What do Americans think happens in war? The average American still blindly believes our nation's brutal occupations are all about bravery, honor and glory. But then again, they still believe watching CNN everyday keeps them informed.

John Giarratana

Jersey City, NJ

Dec 21 2007 - 9:11am

Web Letter

While I haven't always agreed with The Nation, I have long valued its writing, and in fact, was a subscriber while I was serving in Iraq. This makes it all the more disappointing that the lengthy interviews I gave to Laila Al-Arian for your recent article, "The Other War: Iraq Vets Bear Witness" resulted in my quotes being taken way out of context. These mistakes reflect poorly on me personally and lead me to question whether Ms. Al-Arian and co-author Chris Hedges are guilty of poor analysis or of using my quotes to their own ends. I know this comes several weeks after the article was published, however I have been overseas most of this time conducting conflict resolution workshops and so it has been difficult to respond promptly.

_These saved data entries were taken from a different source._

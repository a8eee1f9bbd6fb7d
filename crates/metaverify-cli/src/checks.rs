//! Asset/metafile correspondence.
//!
//! The metafile of `path/to/name` is `path/to/name.meta`: the suffix is
//! appended to the full file name, never substituted for its extension.

use std::collections::HashSet;
use std::ffi::{OsStr, OsString};
use std::path::{Path, PathBuf};

/// Extension that marks a metafile.
pub const METAFILE_EXTENSION: &str = "meta";

/// Suffix appended to an asset's name to form its metafile's name.
pub const METAFILE_SUFFIX: &str = ".meta";

/// Whether `path` names a metafile.
pub fn is_metafile_path(path: &Path) -> bool {
    path.extension() == Some(OsStr::new(METAFILE_EXTENSION))
}

/// Expected metafile of `asset`.
pub fn metafile_for(asset: &Path) -> PathBuf {
    let mut name = OsString::from(asset.as_os_str());
    name.push(METAFILE_SUFFIX);
    PathBuf::from(name)
}

/// Expected asset of `metafile`, or `None` if it does not end in `.meta`.
pub fn asset_for(metafile: &Path) -> Option<PathBuf> {
    is_metafile_path(metafile).then(|| metafile.with_extension(""))
}

/// True iff the metafile expected for `asset` is not in `metafiles`.
pub fn is_missing_metafile(asset: &Path, metafiles: &HashSet<PathBuf>) -> bool {
    !metafiles.contains(&metafile_for(asset))
}

/// True iff the asset expected for `metafile` is not in `assets`.
pub fn is_dangling_metafile(metafile: &Path, assets: &HashSet<PathBuf>) -> bool {
    match asset_for(metafile) {
        Some(asset) => !assets.contains(&asset),
        None => true,
    }
}
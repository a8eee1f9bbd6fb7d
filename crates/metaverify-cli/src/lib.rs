//! metaverify library.
//!
//! Collects assets and `.meta` sidecar files under a directory tree, checks
//! that they correspond one to one, and reports every asset and metafile as a
//! TeamCity test.

pub mod checks;
pub mod collect;
pub mod commands;
pub mod config;
pub mod logging;
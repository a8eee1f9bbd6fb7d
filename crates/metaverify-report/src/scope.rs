//! Suite and test scopes.
//!
//! A scope reports its start event when it is created and its finish event
//! exactly once: from `finish` on the normal path, or from `Drop` when the
//! scope is left early (a `?`, an early `return`, or a panic unwinding
//! through it).

use std::io;
use std::time::{Duration, Instant};

use crate::message::{Event, ServiceMessage};
use crate::reporter::Reporter;

/// A named group of tests.
#[derive(Debug)]
pub struct Suite {
    reporter: Reporter,
    name: String,
    finished: bool,
}

impl Suite {
    /// Reports `testSuiteStarted` and opens the suite.
    pub fn start(reporter: &Reporter, name: impl Into<String>) -> io::Result<Self> {
        let name = name.into();
        reporter.emit(&ServiceMessage::new(Event::TestSuiteStarted).with_property("name", &name))?;
        Ok(Self {
            reporter: reporter.clone(),
            name,
            finished: false,
        })
    }

    /// Runs `body` inside a suite and closes it afterwards.
    ///
    /// An error from `body` takes precedence over an error reporting the
    /// suite's end.
    pub fn run<T, E, F>(reporter: &Reporter, name: impl Into<String>, body: F) -> Result<T, E>
    where
        F: FnOnce(&Suite) -> Result<T, E>,
        E: From<io::Error>,
    {
        let suite = Suite::start(reporter, name)?;
        let result = body(&suite);
        let finished = suite.finish();
        let value = result?;
        finished?;
        Ok(value)
    }

    pub fn name(&self) -> &str {
        &self.name
    }

    /// Opens a test reporting to the same sink as this suite.
    pub fn test(&self, name: impl Into<String>) -> io::Result<Test> {
        Test::start(&self.reporter, name)
    }

    /// Reports `testSuiteFinished`.
    pub fn finish(mut self) -> io::Result<()> {
        self.finished = true;
        self.emit_finished()
    }

    fn emit_finished(&self) -> io::Result<()> {
        self.reporter.emit(
            &ServiceMessage::new(Event::TestSuiteFinished).with_property("name", &self.name),
        )
    }
}

impl Drop for Suite {
    fn drop(&mut self) {
        if self.finished {
            return;
        }
        self.finished = true;
        if let Err(err) = self.emit_finished() {
            tracing::warn!(suite = %self.name, error = %err, "failed to report suite end");
        }
    }
}

/// A single reported check.
///
/// The start time is taken when the test is opened, so `duration` always
/// measures this test alone.
#[derive(Debug)]
pub struct Test {
    reporter: Reporter,
    name: String,
    started_at: Instant,
    failures: usize,
    finished: bool,
}

impl Test {
    /// Reports `testStarted` and starts the timer.
    pub fn start(reporter: &Reporter, name: impl Into<String>) -> io::Result<Self> {
        let name = name.into();
        reporter.emit(
            &ServiceMessage::new(Event::TestStarted)
                .with_property("name", &name)
                .with_property("captureStandardOutput", "false"),
        )?;
        Ok(Self {
            reporter: reporter.clone(),
            name,
            started_at: Instant::now(),
            failures: 0,
            finished: false,
        })
    }

    pub fn name(&self) -> &str {
        &self.name
    }

    /// Reports a failure. May be called any number of times.
    pub fn fail(&mut self, message: &str, details: &str) -> io::Result<()> {
        self.failures += 1;
        self.reporter.emit(
            &ServiceMessage::new(Event::TestFailed)
                .with_property("name", &self.name)
                .with_property("message", message)
                .with_property("details", details),
        )
    }

    /// Reports the test as ignored.
    pub fn ignore(&self, comment: &str) -> io::Result<()> {
        self.reporter.emit(
            &ServiceMessage::new(Event::TestIgnored)
                .with_property("name", &self.name)
                .with_property("message", comment),
        )
    }

    /// Number of failures reported so far.
    pub fn failure_count(&self) -> usize {
        self.failures
    }

    pub fn elapsed(&self) -> Duration {
        self.started_at.elapsed()
    }

    /// Reports `testFinished` with the elapsed time in milliseconds.
    pub fn finish(mut self) -> io::Result<()> {
        self.finished = true;
        self.emit_finished()
    }

    fn emit_finished(&self) -> io::Result<()> {
        self.reporter.emit(
            &ServiceMessage::new(Event::TestFinished)
                .with_property("name", &self.name)
                .with_property("duration", self.elapsed().as_millis().to_string()),
        )
    }
}

impl Drop for Test {
    fn drop(&mut self) {
        if self.finished {
            return;
        }
        self.finished = true;
        if let Err(err) = self.emit_finished() {
            tracing::warn!(test = %self.name, error = %err, "failed to report test end");
        }
    }
}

One example of my problems with this article are that I am quoted saying, "I mean, you physically could not do an investigation every time a civilian was wounded or killed because it just happens a lot and you'd spend all your time doing that."

Your article's premise that unjustified shootings of civilians were rampant and that these were almost never investigated is not the question I was responding to when I made the above statement. The overwhelming majority of civilians wounded or killed I was referring to were not from shootings, let alone American shootings outside of full-scale fire-fights. They were mostly from IEDs, or shootings by insurgents. Moreover, I was referring to the fact that civilians mistakenly shot by Americans, clearly in the course of legitimate self-defense, was the overwhelming source of civilian casualties at the hands of Americans. I made no judgment at all about whether shootings under any questionable circumstances were investigated or not, because I had such little exposure to such issues. Ms. Al-Arian didn't ask me about such circumstances, yet she portrays my statement as if it directly reflects on such types of events. While your other interviewees appear to support your article's premise with their quotes, mine refers to a substantially different issue and I feel you have utilized my statement disingenuously.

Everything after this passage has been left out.